My sell off lasted right at 5 years. When I decided what I wanted to do for real, need to relo and go back to school (Culinary degree this time), I had to sell of nearly all of my stack of cards. I sold the Matty on ebay (2001 or early 2002 after getting married, it was the last to go) in a PSA 3 holder to a guy in Sea, WASH. I have tried to find him for last few years to get it back, but no luck. Between my time as being broke with the wife when we started out and the college days (I had expensive recreational choices then, and very little income), I sold off all of my prewar cards for next to nothing (just before the internet). I used to keep really good records in my notebooks from show deals (what I took in on trade) and the same stuff that I sold off at $10 a card in college is staggering for me now, as I would just bulk out my T206 (VG-EXish) hoard to the local dealer in LEXKY because he had a guy that was framing them and would take all I would bring for the flat price.

I managed to stay away for 5 years before joining Cardtarget and the partial shares market. I figured if I only had a portion of some T cards it would be OK! When I found out we had to close down, I could not think of letting the Lenox Johnson go to someone else, so I bought it in the summer of '08 to fully knock myself off the wagon.

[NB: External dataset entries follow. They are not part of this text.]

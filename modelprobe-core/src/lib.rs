//! # modelprobe-core
//!
//! Shared plumbing for the modelprobe toolkit: the `LlmClient` trait for
//! model-agnostic completion calls, the OpenAI-compatible HTTP implementation,
//! layered configuration, and the error taxonomy used by the higher-level
//! crates.

pub mod client;
pub mod config;
pub mod error;
pub mod providers;
pub mod types;

pub use client::{LlmClient, MockLlmClient};
pub use config::{LlmConfig, ProbeConfig, RetryConfig, load_config};
pub use error::{ConfigError, LlmError};
pub use providers::{OpenAiCompatClient, create_client, with_retry};
pub use types::{CompletionRequest, CompletionResponse, Message, Role, TokenUsage};
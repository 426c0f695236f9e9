//! Error types for the modelprobe core library.
//!
//! Uses `thiserror` with structured variants. External service failures are
//! surfaced unchanged; there is no local recovery beyond the optional retry
//! helper in `providers`.

/// Errors from LLM client interactions.
#[derive(Debug, thiserror::Error)]
pub enum LlmError {
    #[error("API request failed: {message}")]
    ApiRequest { message: String },

    #[error("API response parse error: {message}")]
    ResponseParse { message: String },

    #[error("Authentication failed for provider {provider}")]
    AuthFailed { provider: String },

    #[error("Rate limited by provider, retry after {retry_after_secs}s")]
    RateLimited { retry_after_secs: u64 },

    #[error("Request timed out after {timeout_secs}s")]
    Timeout { timeout_secs: u64 },

    #[error("Provider connection failed: {message}")]
    Connection { message: String },
}

/// Errors from the configuration system.
#[derive(Debug, thiserror::Error)]
pub enum ConfigError {
    #[error("Invalid configuration: {message}")]
    Invalid { message: String },

    #[error("Environment variable not set: {var}")]
    EnvVarMissing { var: String },

    #[error("Configuration parse error: {message}")]
    ParseError { message: String },
}
//! Conversational question rewriting.
//!
//! Splits a direct question into an introduction turn plus an indirect
//! follow-up that only makes sense after the introduction. The rewritten pair
//! is used to test how a conversational system handles context carried across
//! turns.

use crate::document::Document;
use crate::error::TestsetError;
use crate::prompt::QaGenerationPrompt;
use crate::question::{ConversationTurn, GeneratedQa, QuestionMetadata, QuestionType};
use crate::simple::QuestionsGenerator;
use async_trait::async_trait;
use modelprobe_core::{CompletionRequest, LlmClient};
use serde::Deserialize;
use std::sync::Arc;
use tracing::debug;

const CONVERSATIONAL_SYSTEM_PROMPT: &str = "You are an expert at re-writing questions.

Your task is to split a question into two messages. First, the introduction message presents the request of the user, and then the second message asks the question without any reference to the topic.

Please respect the following rules to generate the question:
- The introduction message should not ask the question.
- The introduction message MUST contain all the objects and complements from the original question.
- The second message should ask a question without any reference to the topic or context.
- The second message should use demonstrative pronouns or other indirect references as much as possible.
- The second message should not be understandable without the first message, it should NOT be self-contained.
- The messages and answer must be in this language: {language}.
- Make sure that the meaning of the original question cannot be inferred from the generated question.

You will be provided the original question between <question> and </question> tags.
Your output should be a single JSON object, with keys 'introduction' and 'question'. Make sure you return a valid JSON object.";

const CONVERSATIONAL_USER_TEMPLATE: &str = "<question>{question}</question>";

const CONVERSATIONAL_USER_EXAMPLE: &str =
    "<question>Is it possible to repair the car without any tools?</question>";

const CONVERSATIONAL_ASSISTANT_EXAMPLE: &str =
    r#"{"introduction":"I want to repair the car without tools.","question":"Is it possible?"}"#;

#[derive(Deserialize)]
struct ConversationalRewrite {
    introduction: String,
    question: String,
}

/// Rewrites a base generator's direct question into a two-message
/// conversational exchange.
pub struct ConversationalQuestionsGenerator {
    base_generator: Arc<dyn QuestionsGenerator>,
    client: Arc<dyn LlmClient>,
    prompt: QaGenerationPrompt,
}

impl ConversationalQuestionsGenerator {
    pub fn new(base_generator: Arc<dyn QuestionsGenerator>, client: Arc<dyn LlmClient>) -> Self {
        Self {
            base_generator,
            client,
            prompt: QaGenerationPrompt {
                system_prompt: CONVERSATIONAL_SYSTEM_PROMPT,
                example_input: CONVERSATIONAL_USER_EXAMPLE.to_string(),
                example_output: CONVERSATIONAL_ASSISTANT_EXAMPLE,
                user_input_template: CONVERSATIONAL_USER_TEMPLATE,
            },
        }
    }
}

#[async_trait]
impl QuestionsGenerator for ConversationalQuestionsGenerator {
    async fn generate_question(
        &self,
        context_documents: &[Document],
    ) -> Result<(GeneratedQa, QuestionMetadata), TestsetError> {
        let (mut generated_qa, mut question_metadata) = self
            .base_generator
            .generate_question(context_documents)
            .await?;

        let messages = self.prompt.to_messages(
            &[("language", self.base_generator.language())],
            &[("question", &generated_qa.question)],
        );

        debug!(original = %generated_qa.question, "Rewriting question into conversational form");

        let response = self.client.complete(CompletionRequest::json(messages)).await?;
        let rewrite: ConversationalRewrite = serde_json::from_str(&response.content)
            .map_err(|e| TestsetError::MalformedCompletion {
                expected: "'introduction' and 'question'",
                message: e.to_string(),
            })?;

        generated_qa.question = rewrite.question;
        question_metadata.question_type = QuestionType::Conversational;
        question_metadata.conversation_history = vec![ConversationTurn::user(rewrite.introduction)];

        Ok((generated_qa, question_metadata))
    }

    fn language(&self) -> &str {
        self.base_generator.language()
    }
}
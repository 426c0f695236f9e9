//! The detector seam.

use crate::dataset::TextDataset;
use crate::error::ScanError;
use crate::issue::Issue;
use crate::model::ScannedModel;
use async_trait::async_trait;

/// Trait for scan detectors.
///
/// A detector probes the model and returns zero or more issues. The dataset
/// argument is part of the common detector signature; detectors that build
/// their own probe prompts (such as the minority bias detector) accept it
/// for interface symmetry and ignore it.
#[async_trait]
pub trait Detector: Send + Sync {
    /// Short stable identifier, e.g. "llm_minority_bias".
    fn name(&self) -> &'static str;

    /// Run the detector against the model.
    async fn run(
        &self,
        model: &ScannedModel,
        dataset: &TextDataset,
    ) -> Result<Vec<Issue>, ScanError>;
}
//! modelprobe CLI - test-set generation and model scanning from the terminal.

use anyhow::Context;
use clap::Parser;
use modelprobe_core::{create_client, load_config};
use modelprobe_scan::{
    Detector, LexiconToxicityClassifier, LlmTextModel, MinorityBiasConfig, MinorityBiasDetector,
    ScannedModel, TextDataset,
};
use modelprobe_testset::{
    ConversationalQuestionsGenerator, Document, QuestionsGenerator, SimpleQuestionsGenerator,
};
use std::path::{Path, PathBuf};
use std::sync::Arc;
use tracing_subscriber::EnvFilter;

/// modelprobe: probe LLM applications for quality and bias
#[derive(Parser, Debug)]
#[command(name = "modelprobe", version, about, long_about = None)]
struct Cli {
    /// Workspace directory (searched for modelprobe.toml)
    #[arg(short, long, default_value = ".")]
    workspace: PathBuf,

    /// Increase verbosity (-v, -vv, -vvv)
    #[arg(short, long, action = clap::ArgAction::Count)]
    verbose: u8,

    /// Suppress non-essential output
    #[arg(short, long)]
    quiet: bool,

    #[command(subcommand)]
    command: Commands,
}

#[derive(clap::Subcommand, Debug)]
enum Commands {
    /// Generate test-set questions from a document file
    Testset {
        /// Path to a text file; documents are separated by blank lines
        #[arg(long)]
        docs: PathBuf,

        /// Rewrite questions into the two-message conversational form
        #[arg(long)]
        conversational: bool,

        /// Number of questions to generate
        #[arg(short = 'n', long, default_value_t = 1)]
        count: usize,

        /// Language for generated questions
        #[arg(long, default_value = "en")]
        language: String,
    },
    /// Scan the configured model for minority-stereotype generation
    Scan {
        /// Minority label to probe (repeatable; defaults apply if omitted)
        #[arg(long = "minority")]
        minorities: Vec<String>,

        /// Group mean score above which an issue is raised, in [0, 1]
        #[arg(long)]
        threshold: Option<f64>,

        /// Template file overriding the bundled prompt templates
        #[arg(long)]
        template_file: Option<PathBuf>,
    },
}

fn init_tracing(verbose: u8, quiet: bool) {
    let level = if quiet {
        "error"
    } else {
        match verbose {
            0 => "warn",
            1 => "info",
            2 => "debug",
            _ => "trace",
        }
    };
    let filter =
        EnvFilter::try_from_default_env().unwrap_or_else(|_| EnvFilter::new(level));
    tracing_subscriber::fmt().with_env_filter(filter).init();
}

/// Read documents from a file, splitting on blank lines.
fn read_documents(path: &Path) -> anyhow::Result<Vec<Document>> {
    let raw = std::fs::read_to_string(path)
        .with_context(|| format!("failed to read documents from {}", path.display()))?;
    let documents: Vec<Document> = raw
        .split("\n\n")
        .map(str::trim)
        .filter(|chunk| !chunk.is_empty())
        .map(Document::new)
        .collect();
    anyhow::ensure!(
        !documents.is_empty(),
        "no documents found in {}",
        path.display()
    );
    Ok(documents)
}

#[tokio::main]
async fn main() -> anyhow::Result<()> {
    dotenvy::dotenv().ok();
    let cli = Cli::parse();
    init_tracing(cli.verbose, cli.quiet);

    let config = load_config(Some(&cli.workspace), None)
        .map_err(|e| anyhow::anyhow!("failed to load configuration: {e}"))?;
    let client = create_client(&config.llm).context("failed to create LLM client")?;

    match cli.command {
        Commands::Testset {
            docs,
            conversational,
            count,
            language,
        } => {
            let documents = read_documents(&docs)?;
            let base = Arc::new(SimpleQuestionsGenerator::with_language(
                client.clone(),
                language,
            ));
            let generator: Arc<dyn QuestionsGenerator> = if conversational {
                Arc::new(ConversationalQuestionsGenerator::new(base, client))
            } else {
                base
            };

            for _ in 0..count {
                let (qa, metadata) = generator
                    .generate_question(&documents)
                    .await
                    .context("question generation failed")?;
                let record = serde_json::json!({
                    "question": qa.question,
                    "answer": qa.answer,
                    "metadata": metadata,
                });
                println!("{record}");
            }
        }
        Commands::Scan {
            minorities,
            threshold,
            template_file,
        } => {
            let mut scan_config = MinorityBiasConfig::default();
            if !minorities.is_empty() {
                scan_config.minority_list = minorities;
            }
            if let Some(threshold) = threshold {
                scan_config.threshold = threshold;
            }
            scan_config.template_path = template_file;

            let detector = MinorityBiasDetector::from_config(
                scan_config,
                Arc::new(LexiconToxicityClassifier::new()),
            )
            .context("invalid scan configuration")?;

            let model = ScannedModel::new(Arc::new(LlmTextModel::new(client)));
            let issues = detector
                .run(&model, &TextDataset::default())
                .await
                .context("scan failed")?;

            if issues.is_empty() {
                tracing::info!("No minority bias issues detected");
            }
            println!("{}", serde_json::to_string_pretty(&issues)?);
        }
    }

    Ok(())
}
//! Base question generation from context documents.

use crate::document::Document;
use crate::error::TestsetError;
use crate::prompt::QaGenerationPrompt;
use crate::question::{GeneratedQa, QuestionMetadata, QuestionType};
use async_trait::async_trait;
use modelprobe_core::{CompletionRequest, LlmClient};
use serde::Deserialize;
use std::sync::Arc;
use tracing::debug;

const SIMPLE_SYSTEM_PROMPT: &str = "You are a powerful auditor. Your role is to generate a question and answer pair from a list of context paragraphs.

Please respect the following rules to generate the question:
- The answer to the question should be found inside the provided context.
- The question must be self-contained.
- The question and answer must be in this language: {language}.

You will be provided the context paragraphs, separated by dashes.
Your output should be a single JSON object, with keys 'question' and 'answer'. Make sure you return a valid JSON object.";

const SIMPLE_USER_TEMPLATE: &str = "{context}";

const SIMPLE_USER_EXAMPLE: &str = "Paris is the capital of France and its largest city.
------
The Eiffel Tower was completed in 1889 for the World's Fair.";

const SIMPLE_ASSISTANT_EXAMPLE: &str =
    r#"{"question":"When was the Eiffel Tower completed?","answer":"The Eiffel Tower was completed in 1889."}"#;

const CONTEXT_SEPARATOR: &str = "\n------\n";

/// Trait for question generators.
///
/// A generator turns context documents into a question/answer pair plus
/// metadata describing how the question was produced.
#[async_trait]
pub trait QuestionsGenerator: Send + Sync {
    async fn generate_question(
        &self,
        context_documents: &[Document],
    ) -> Result<(GeneratedQa, QuestionMetadata), TestsetError>;

    /// Language the generator is configured to write in.
    fn language(&self) -> &str;
}

#[derive(Deserialize)]
struct QaCompletion {
    question: String,
    answer: String,
}

/// Generates a direct question/answer pair from context documents.
pub struct SimpleQuestionsGenerator {
    client: Arc<dyn LlmClient>,
    language: String,
    prompt: QaGenerationPrompt,
}

impl SimpleQuestionsGenerator {
    pub fn new(client: Arc<dyn LlmClient>) -> Self {
        Self::with_language(client, "en")
    }

    pub fn with_language(client: Arc<dyn LlmClient>, language: impl Into<String>) -> Self {
        Self {
            client,
            language: language.into(),
            prompt: QaGenerationPrompt {
                system_prompt: SIMPLE_SYSTEM_PROMPT,
                example_input: SIMPLE_USER_EXAMPLE.to_string(),
                example_output: SIMPLE_ASSISTANT_EXAMPLE,
                user_input_template: SIMPLE_USER_TEMPLATE,
            },
        }
    }
}

#[async_trait]
impl QuestionsGenerator for SimpleQuestionsGenerator {
    async fn generate_question(
        &self,
        context_documents: &[Document],
    ) -> Result<(GeneratedQa, QuestionMetadata), TestsetError> {
        if context_documents.is_empty() {
            return Err(TestsetError::InvalidInput {
                message: "at least one context document is required".to_string(),
            });
        }

        let context = context_documents
            .iter()
            .map(|d| d.content.as_str())
            .collect::<Vec<_>>()
            .join(CONTEXT_SEPARATOR);

        let messages = self
            .prompt
            .to_messages(&[("language", &self.language)], &[("context", &context)]);

        debug!(documents = context_documents.len(), "Generating simple question");

        let response = self.client.complete(CompletionRequest::json(messages)).await?;
        let qa: QaCompletion = serde_json::from_str(&response.content).map_err(|e| {
            TestsetError::MalformedCompletion {
                expected: "'question' and 'answer'",
                message: e.to_string(),
            }
        })?;

        let metadata = QuestionMetadata {
            question_type: QuestionType::Simple,
            source_document_ids: context_documents.iter().map(|d| d.id).collect(),
            language: self.language.clone(),
            conversation_history: Vec::new(),
        };

        Ok((
            GeneratedQa {
                question: qa.question,
                answer: qa.answer,
            },
            metadata,
        ))
    }

    fn language(&self) -> &str {
        &self.language
    }
}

As with some of you all, I think the baseball cards have been one of the things that have linked the stages of my life. My first set for the holidays in 1986 from the JC Penny catalog, because I thought it would be fun to have 792 tiny presents, to learning math and statistics as I got older from the backs, to trying to find tough backed T206 HOFers or just cards I always wanted when I was little, as I do now (I bought beater Duke Snider and Pee Wee rookies the other night!!) It is the one constant no matter what else changes around me.

I love me some ball cards and prewar just makes it that much more fun. I love to learn the history of what was going on when these cards were being produced to set the players or company up with what was going on in the times. My next little project will either be the Bluegrass League or the LA issues T cards. Since both groups of cards seem to be out of my price range, I may take a new route on collecting. The journey continues!!!

I just reread that, sorry for the ramblings!!,
Bob

Last edited by B O'Brien; 06-14-2011 at 09:29 PM.